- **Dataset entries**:
**********

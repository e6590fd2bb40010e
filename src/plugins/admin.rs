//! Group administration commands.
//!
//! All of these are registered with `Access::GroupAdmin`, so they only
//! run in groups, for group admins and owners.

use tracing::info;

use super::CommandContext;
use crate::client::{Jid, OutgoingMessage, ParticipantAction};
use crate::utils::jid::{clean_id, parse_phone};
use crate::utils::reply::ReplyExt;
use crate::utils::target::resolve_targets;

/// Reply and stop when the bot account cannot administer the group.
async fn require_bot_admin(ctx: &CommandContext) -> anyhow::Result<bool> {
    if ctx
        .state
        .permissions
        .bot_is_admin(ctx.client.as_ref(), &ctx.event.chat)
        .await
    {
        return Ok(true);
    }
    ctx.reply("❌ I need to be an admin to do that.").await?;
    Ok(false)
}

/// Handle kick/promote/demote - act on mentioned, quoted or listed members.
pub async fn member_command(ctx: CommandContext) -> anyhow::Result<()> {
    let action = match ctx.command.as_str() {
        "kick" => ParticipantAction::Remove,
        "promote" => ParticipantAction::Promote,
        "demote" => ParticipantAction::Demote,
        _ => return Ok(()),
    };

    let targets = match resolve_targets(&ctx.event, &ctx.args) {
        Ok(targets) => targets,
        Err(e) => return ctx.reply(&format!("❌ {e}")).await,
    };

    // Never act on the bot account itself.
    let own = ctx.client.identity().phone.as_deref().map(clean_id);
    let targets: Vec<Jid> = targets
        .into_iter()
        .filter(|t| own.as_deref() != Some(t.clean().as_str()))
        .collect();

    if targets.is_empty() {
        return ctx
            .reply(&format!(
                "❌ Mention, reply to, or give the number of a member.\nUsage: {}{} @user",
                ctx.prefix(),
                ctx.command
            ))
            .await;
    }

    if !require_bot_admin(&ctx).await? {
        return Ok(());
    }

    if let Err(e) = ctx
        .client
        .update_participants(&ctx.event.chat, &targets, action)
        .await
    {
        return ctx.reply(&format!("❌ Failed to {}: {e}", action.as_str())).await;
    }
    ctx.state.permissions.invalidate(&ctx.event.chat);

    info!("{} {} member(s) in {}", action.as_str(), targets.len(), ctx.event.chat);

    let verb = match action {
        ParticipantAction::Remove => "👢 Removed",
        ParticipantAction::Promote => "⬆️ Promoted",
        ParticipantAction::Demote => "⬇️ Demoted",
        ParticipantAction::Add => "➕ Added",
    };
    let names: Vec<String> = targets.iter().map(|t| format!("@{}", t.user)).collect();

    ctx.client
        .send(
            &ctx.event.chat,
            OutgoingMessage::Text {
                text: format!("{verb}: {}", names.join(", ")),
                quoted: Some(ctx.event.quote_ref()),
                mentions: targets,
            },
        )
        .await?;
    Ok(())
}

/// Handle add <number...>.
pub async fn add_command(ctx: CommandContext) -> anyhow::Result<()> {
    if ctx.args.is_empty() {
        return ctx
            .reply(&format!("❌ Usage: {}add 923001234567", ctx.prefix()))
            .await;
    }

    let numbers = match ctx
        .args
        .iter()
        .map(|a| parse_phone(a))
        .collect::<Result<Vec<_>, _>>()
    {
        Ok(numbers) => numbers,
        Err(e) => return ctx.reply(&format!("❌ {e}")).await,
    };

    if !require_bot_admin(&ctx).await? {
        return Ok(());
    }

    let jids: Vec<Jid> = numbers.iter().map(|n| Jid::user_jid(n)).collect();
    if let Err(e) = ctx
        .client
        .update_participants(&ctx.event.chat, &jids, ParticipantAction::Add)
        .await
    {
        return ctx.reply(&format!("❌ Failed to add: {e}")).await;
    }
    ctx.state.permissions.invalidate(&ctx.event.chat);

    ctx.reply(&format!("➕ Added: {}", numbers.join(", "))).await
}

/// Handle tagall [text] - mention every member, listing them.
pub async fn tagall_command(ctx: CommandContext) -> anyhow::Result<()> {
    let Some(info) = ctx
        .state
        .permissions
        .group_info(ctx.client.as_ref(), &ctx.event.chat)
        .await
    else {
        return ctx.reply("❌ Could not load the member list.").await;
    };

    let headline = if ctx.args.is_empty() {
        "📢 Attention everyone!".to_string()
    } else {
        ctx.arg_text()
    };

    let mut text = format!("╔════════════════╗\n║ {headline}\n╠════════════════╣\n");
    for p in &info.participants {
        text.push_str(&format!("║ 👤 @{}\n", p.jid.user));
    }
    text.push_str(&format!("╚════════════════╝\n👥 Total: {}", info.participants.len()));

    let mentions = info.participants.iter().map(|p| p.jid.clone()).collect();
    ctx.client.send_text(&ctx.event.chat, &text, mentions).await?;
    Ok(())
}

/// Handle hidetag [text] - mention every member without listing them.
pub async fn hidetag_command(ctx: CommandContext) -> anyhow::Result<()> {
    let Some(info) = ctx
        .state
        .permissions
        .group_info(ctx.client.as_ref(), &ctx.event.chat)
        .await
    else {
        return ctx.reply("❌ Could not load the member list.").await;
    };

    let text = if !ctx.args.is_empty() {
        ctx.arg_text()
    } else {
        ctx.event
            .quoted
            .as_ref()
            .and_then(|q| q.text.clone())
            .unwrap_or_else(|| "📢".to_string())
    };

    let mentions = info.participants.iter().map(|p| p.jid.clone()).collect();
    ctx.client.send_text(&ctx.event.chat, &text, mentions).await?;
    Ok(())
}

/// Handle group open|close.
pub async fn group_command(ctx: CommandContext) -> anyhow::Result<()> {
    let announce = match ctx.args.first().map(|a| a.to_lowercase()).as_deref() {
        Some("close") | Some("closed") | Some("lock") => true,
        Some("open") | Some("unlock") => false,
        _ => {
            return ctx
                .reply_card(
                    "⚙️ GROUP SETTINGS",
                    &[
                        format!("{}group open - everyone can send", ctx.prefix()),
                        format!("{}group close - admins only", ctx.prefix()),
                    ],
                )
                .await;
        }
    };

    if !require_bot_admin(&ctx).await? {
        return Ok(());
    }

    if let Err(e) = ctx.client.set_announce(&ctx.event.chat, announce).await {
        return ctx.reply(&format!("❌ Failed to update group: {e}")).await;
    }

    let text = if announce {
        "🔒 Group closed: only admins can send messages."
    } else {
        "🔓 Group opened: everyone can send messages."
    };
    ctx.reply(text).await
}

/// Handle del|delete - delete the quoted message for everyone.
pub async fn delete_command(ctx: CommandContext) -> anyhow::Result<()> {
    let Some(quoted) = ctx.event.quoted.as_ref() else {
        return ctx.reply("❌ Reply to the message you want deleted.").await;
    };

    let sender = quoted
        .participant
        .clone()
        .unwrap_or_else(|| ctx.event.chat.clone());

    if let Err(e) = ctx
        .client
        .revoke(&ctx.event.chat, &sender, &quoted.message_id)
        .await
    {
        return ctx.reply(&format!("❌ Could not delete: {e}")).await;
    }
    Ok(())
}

**********

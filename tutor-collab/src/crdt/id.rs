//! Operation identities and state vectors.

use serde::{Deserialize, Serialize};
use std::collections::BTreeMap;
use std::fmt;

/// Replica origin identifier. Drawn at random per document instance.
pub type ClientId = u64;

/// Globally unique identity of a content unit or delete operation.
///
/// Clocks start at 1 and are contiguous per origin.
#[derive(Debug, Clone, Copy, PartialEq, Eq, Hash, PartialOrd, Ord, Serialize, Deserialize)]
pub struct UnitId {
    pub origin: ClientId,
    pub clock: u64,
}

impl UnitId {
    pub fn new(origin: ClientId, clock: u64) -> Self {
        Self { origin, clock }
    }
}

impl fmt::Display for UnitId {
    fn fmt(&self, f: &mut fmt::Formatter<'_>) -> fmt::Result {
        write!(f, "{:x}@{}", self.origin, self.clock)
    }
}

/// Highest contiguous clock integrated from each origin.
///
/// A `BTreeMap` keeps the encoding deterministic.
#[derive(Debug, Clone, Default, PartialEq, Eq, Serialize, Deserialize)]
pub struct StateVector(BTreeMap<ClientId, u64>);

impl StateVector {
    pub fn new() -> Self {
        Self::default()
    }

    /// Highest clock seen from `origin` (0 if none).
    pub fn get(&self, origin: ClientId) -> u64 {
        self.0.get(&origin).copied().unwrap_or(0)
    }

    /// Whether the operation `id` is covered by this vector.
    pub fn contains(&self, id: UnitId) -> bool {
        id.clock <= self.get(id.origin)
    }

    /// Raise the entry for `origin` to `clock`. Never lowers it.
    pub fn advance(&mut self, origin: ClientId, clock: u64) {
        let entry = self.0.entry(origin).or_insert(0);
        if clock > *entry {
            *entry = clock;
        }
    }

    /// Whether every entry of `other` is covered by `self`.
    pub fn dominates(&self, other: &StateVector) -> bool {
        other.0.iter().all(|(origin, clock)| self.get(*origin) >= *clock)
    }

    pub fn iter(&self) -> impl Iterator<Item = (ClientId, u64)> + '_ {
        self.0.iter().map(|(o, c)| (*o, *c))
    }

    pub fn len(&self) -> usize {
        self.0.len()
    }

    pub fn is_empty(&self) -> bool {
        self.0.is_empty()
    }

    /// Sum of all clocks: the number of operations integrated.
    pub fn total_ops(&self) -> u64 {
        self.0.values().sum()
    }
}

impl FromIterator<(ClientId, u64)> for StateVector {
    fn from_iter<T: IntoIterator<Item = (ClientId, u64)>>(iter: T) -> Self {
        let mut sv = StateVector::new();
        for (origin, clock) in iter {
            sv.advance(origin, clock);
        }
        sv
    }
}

**********

- **REQUIRED WORK**: Going through the entries above, tally each line that has the word "Handle". Answer with the number only.

- **ANSWER TO THIS TASK**: 6